Monday, June 29, 2020

What you notice in quarantine

If not for quarantine, would I have spoken up?  would I have insisted that Daniel leave?  You hear that couples and families and singles -- everyone, then -- have trouble during this pandemic, but I thought back in March, Are you kidding?  I get more time with my kids than I ever get; I get to take walks in the woods daily; I have zero commute; and my husband and I are spending more time together.  These are serious silver linings.

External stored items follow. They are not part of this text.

//! Mapping of a work order onto the fixed sequence of document blocks.

use crate::order::WorkOrder;

/// Shown in place of empty values.
const EMPTY: &str = "-";

/// Text repeated at the top of every page.
#[derive(Debug, Clone, PartialEq, Eq)]
pub struct PageHeader {
    /// Workshop name.
    pub title: String,
    /// City/state line, or the street address.
    pub address: String,
    /// `CNPJ: ... | Tel: ...` line.
    pub contact: String,
}

/// A bold label followed by its value.
#[derive(Debug, Clone, PartialEq, Eq)]
pub struct Field {
    /// Label, without the trailing colon.
    pub label: &'static str,
    /// Display value.
    pub value: String,
}

impl Field {
    fn new(label: &'static str, value: &str) -> Self {
        Self {
            label,
            value: display(value),
        }
    }
}

/// One row of the service table, already formatted.
#[derive(Debug, Clone, PartialEq, Eq)]
pub struct ServiceRow {
    /// 1-based line number.
    pub item: String,
    /// Description.
    pub description: String,
    /// Responsible person.
    pub responsible: String,
    /// Value with two decimals.
    pub value: String,
}

/// A layout block, drawn top to bottom.
#[derive(Debug, Clone, PartialEq)]
pub enum Block {
    /// Document title.
    Title(String),
    /// Order number and date side by side.
    Meta(Field, Field),
    /// Section heading.
    Heading(&'static str),
    /// Two-column grid of labelled values.
    Fields(Vec<[Field; 2]>),
    /// Service table with a repeating header row.
    ServiceTable {
        /// Column captions.
        header: [&'static str; 4],
        /// Body rows.
        rows: Vec<ServiceRow>,
    },
    /// Grand total.
    Total {
        /// Caption.
        label: &'static str,
        /// Amount with two decimals.
        value: String,
    },
    /// Wrapped body text.
    Paragraph(String),
    /// Signature lines with captions.
    Signatures([&'static str; 2]),
    /// Vertical gap in points.
    Spacer(f32),
}

/// The complete document: a per-page header and the body blocks.
#[derive(Debug, Clone, PartialEq)]
pub struct Layout {
    /// Header drawn on every page.
    pub header: PageHeader,
    /// Body blocks in drawing order.
    pub blocks: Vec<Block>,
}

/// Build the document layout for an order.
#[must_use]
pub fn compose(order: &WorkOrder) -> Layout {
    let shop = &order.oficina;
    let address = first_non_empty(&[&shop.cidade_estado, &shop.endereco])
        .unwrap_or("Endereço não informado");

    let header = PageHeader {
        title: or(&shop.nome, "NOME DA OFICINA"),
        address: address.to_string(),
        contact: format!(
            "CNPJ: {} | Tel: {}",
            or(&shop.cnpj, "CNPJ NÃO INFORMADO"),
            or(&shop.telefone, "Telefone não informado")
        ),
    };

    let customer = &order.cliente;
    let vehicle = &order.veiculo;

    let rows = order
        .servicos
        .iter()
        .enumerate()
        .map(|(i, item)| ServiceRow {
            item: (i + 1).to_string(),
            description: display(&item.descricao),
            responsible: display(&item.responsavel),
            value: format!("{:.2}", item.valor),
        })
        .collect();

    let blocks = vec![
        Block::Title("ORDEM DE SERVIÇO / VENDA".to_string()),
        Block::Meta(
            Field::new("Nº OS", &order.numero_os),
            Field::new("Data", &order.data_os),
        ),
        Block::Spacer(8.0),
        Block::Heading("DADOS DO CLIENTE"),
        Block::Fields(vec![
            [
                Field::new("Nome", &customer.nome),
                Field::new("Telefone", &customer.telefone),
            ],
            [
                Field::new("CPF/CNPJ", &customer.documento),
                Field::new("Endereço", &customer.endereco),
            ],
        ]),
        Block::Spacer(8.0),
        Block::Heading("DADOS DO VEÍCULO"),
        Block::Fields(vec![
            [
                Field::new("Marca", &vehicle.marca),
                Field::new("Modelo", &vehicle.modelo),
            ],
            [
                Field::new("Ano", &vehicle.ano),
                Field::new("Placa", &vehicle.placa),
            ],
        ]),
        Block::Spacer(8.0),
        Block::Heading("DETALHES DO SERVIÇO / VENDA"),
        Block::ServiceTable {
            header: ["ITEM", "DESCRIÇÃO", "RESPONSÁVEL", "VALOR (R$)"],
            rows,
        },
        Block::Spacer(12.0),
        Block::Total {
            label: "TOTAL GERAL (R$)",
            value: format!("{:.2}", order.total()),
        },
        Block::Spacer(24.0),
        Block::Heading("OBSERVAÇÕES"),
        Block::Paragraph(display(&order.observacoes)),
        Block::Spacer(30.0),
        Block::Heading("ASSINATURAS"),
        Block::Signatures(["Assinatura do Cliente", "Assinatura do Responsável"]),
    ];

    Layout { header, blocks }
}

fn display(value: &str) -> String {
    or(value, EMPTY)
}

fn or(value: &str, fallback: &str) -> String {
    let trimmed = value.trim();
    if trimmed.is_empty() {
        fallback.to_string()
    } else {
        trimmed.to_string()
    }
}

fn first_non_empty<'a>(values: &[&'a String]) -> Option<&'a str> {
    values
        .iter()
        .map(|v| v.trim())
        .find(|v| !v.is_empty())
}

As always with being home, I noticed more: the windows in the kids' dressing room need to be replaced; the yard needs work; my husband is on his phone a lot; the new chairs in the living room are fabulous; the little kids have so much love for me; my husband's phone dings a lot; the big kids work hard at school; our Italian friend responds to my husband's messages more promptly than to mine; our fourteen-year-old cares a lot about how he does in school; our twelve-year-old gets happier when she talks to her friends over zoom; the little kids can actually write decently; I like the break from school life; I don't need as much sleep because I'm not commuting and spending all day at school; my husband is doing Italian and texting with our Italian friend before I am even up in the morning.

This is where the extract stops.